The most common approach is rounding numbers down that are less than a certain value, while those that are more than that value are rounded up. Rounding 3.4, for example, down to 3 and 3.7 up to 4. Here, the rounding value is .5. In such cases, numbers that fall on the rounding value are chosen at random. In this example, 3.5 could be rounded up or down, depending on the whim of the person or computer doing the rounding. Computers also have to perform rounding operations when handling infinite expressions such as π. For humans, rounding up or down can be a useful tool for quick estimations—adding up all the prices of goods in a shopping cart, for example, to ensure there is enough cash on hand when heading to checkout. Rounding is useful for computers, as well, because it allows for making calculations with mathematical constants such as π, but it also introduces a problem—stagnation.

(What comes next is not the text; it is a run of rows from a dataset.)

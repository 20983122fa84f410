//! pdf-extract: thin demonstration CLI over `pdf-core`'s render driver.
//!
//! Opens a PDF file, walks its page tree, and prints the Unicode text each
//! page's content stream resolves to. Not a supported interface in its own
//! right (spec §6.4): file-open glue and argument parsing live here so
//! `pdf-core` itself stays a pure library.

use std::path::PathBuf;

use anyhow::{Context, Result};
use clap::Parser;
use pdf_core::{DefaultExtractor, Document, DocumentConfig, RenderEvent};
use tracing::{info, Level};
use tracing_subscriber::FmtSubscriber;

#[derive(Parser, Debug)]
#[command(name = "pdf-extract")]
#[command(author, version, about = "Extract positioned text from a PDF", long_about = None)]
struct Args {
    /// Input PDF file
    #[arg(required = true)]
    input: PathBuf,

    /// Optional TOML config file overriding `DocumentConfig` defaults
    #[arg(short, long)]
    config: Option<PathBuf>,

    /// Treat unsupported graphics-state features and missing glyphs as hard
    /// errors instead of per-page recoverable faults
    #[arg(long)]
    strict: bool,

    /// Verbose output
    #[arg(short, long, action = clap::ArgAction::Count)]
    verbose: u8,
}

fn load_config(args: &Args) -> Result<DocumentConfig> {
    let mut config = if let Some(path) = &args.config {
        let text = std::fs::read_to_string(path)
            .with_context(|| format!("failed to read config file {}", path.display()))?;
        toml::from_str(&text).context("config file does not match DocumentConfig shape")?
    } else {
        DocumentConfig::default()
    };

    if args.strict {
        config.strict = true;
    }
    Ok(config)
}

fn main() -> Result<()> {
    let args = Args::parse();

    let log_level = match args.verbose {
        0 => Level::WARN,
        1 => Level::INFO,
        2 => Level::DEBUG,
        _ => Level::TRACE,
    };
    FmtSubscriber::builder()
        .with_max_level(log_level)
        .with_target(false)
        .init();

    let config = load_config(&args)?;

    info!("loading PDF: {}", args.input.display());
    let bytes = std::fs::read(&args.input)
        .with_context(|| format!("failed to read {}", args.input.display()))?;
    let doc = Document::open(bytes, config)
        .with_context(|| format!("failed to open {}", args.input.display()))?;

    let mut page_num = 0usize;
    let mut extractor = DefaultExtractor::new();
    doc.render_document(|_, event, _| {
        match &event {
            RenderEvent::PageStart => {
                page_num += 1;
                info!("page {page_num}");
            }
            RenderEvent::PageEnd => {
                let line = extractor.take_page();
                // CLI output is intentional.
                #[allow(clippy::print_stdout)]
                {
                    println!("{line}");
                }
            }
            RenderEvent::PageException { message } => {
                // CLI output is intentional.
                #[allow(clippy::print_stderr)]
                {
                    eprintln!("page {page_num} fault: {message}");
                }
            }
            RenderEvent::RenderPagesStart
            | RenderEvent::RenderPagesEnd
            | RenderEvent::ChangeFont { .. } => {}
            RenderEvent::GlyphDraw { .. } | RenderEvent::SpaceDraw { .. } => {
                extractor.on_event(&event);
            }
        }
        false
    })
    .context("rendering failed")?;

    Ok(())
}
use serde::{Deserialize, Serialize};
use std::path::PathBuf;

/// Default size of the conservative read window the object cache uses when
/// pulling an object's raw bytes off the byte source (spec budget: 768 KiB).
const DEFAULT_READ_WINDOW: usize = 768 * 1024;

/// Configuration for a [`crate::Document`].
///
/// Mirrors the shape of a typical `AppConfig`: a small, serde-derived struct
/// with per-field defaults, loadable from a TOML file or constructed
/// programmatically. Every field here is a performance hint or a strictness
/// toggle; none of it changes what a well-formed PDF decodes to.
#[derive(Debug, Clone, Serialize, Deserialize)]
pub struct DocumentConfig {
    /// Size, in bytes, of the window the object loader reads starting at an
    /// object's offset before lexing it. Spec §5: "a performance hint, not a
    /// contract": grown automatically if an object's tokens run past it.
    #[serde(default = "default_read_window")]
    pub read_window: usize,

    /// Optional directory to search for AFM metric files before falling back
    /// to the bundled standard-14 tables.
    #[serde(default)]
    pub afm_search_path: Option<PathBuf>,

    /// When `true`, faults that the render driver would otherwise recover
    /// from per-page (`Unsupported`, `MissingGlyph`) are propagated as hard
    /// errors instead. Useful for conformance testing.
    #[serde(default)]
    pub strict: bool,
}

const fn default_read_window() -> usize {
    DEFAULT_READ_WINDOW
}

impl Default for DocumentConfig {
    fn default() -> Self {
        Self {
            read_window: default_read_window(),
            afm_search_path: None,
            strict: false,
        }
    }
}

#[cfg(test)]
mod tests {
    use super::*;

    #[test]
    fn test_default_config() {
        let config = DocumentConfig::default();
        assert_eq!(config.read_window, 768 * 1024);
        assert!(!config.strict);
        assert!(config.afm_search_path.is_none());
    }
}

With computers, stagnation occurs when long sums of small quantities, such as 0.1, are lost to rounding. There are a number of approaches to the problem in general applications, but stagnation is a major issue with machine learning applications. In this new effort, the researchers are looking at the possibility of using SR in such applications.
SR is a rounding approach for computers that has been around for more than a half-century, but has seen limited use. Programs using SR round a given number using probabilities that are based on its distance from that number. As an example, the number 2.6 has a 60% chance of being rounded to 3 and a 40% chance of being rounded to 2. Such probabilities can be used, the researchers note, because they are that percentage “along the way” to the target number. 2.6, for example, is 60% along the way to 3. In SR, the midpoint is considered to be equally likely to be rounded up or down. In such scenarios, the direction is still considered random. Using this approach, the researchers suggest, could prevent rounding from going in the same direction too often and help avoid stagnation. The catch, of course, is the lack of true random number generators on most computer systems. To overcome this problem, the researchers suggest the use of multiple types of rounding.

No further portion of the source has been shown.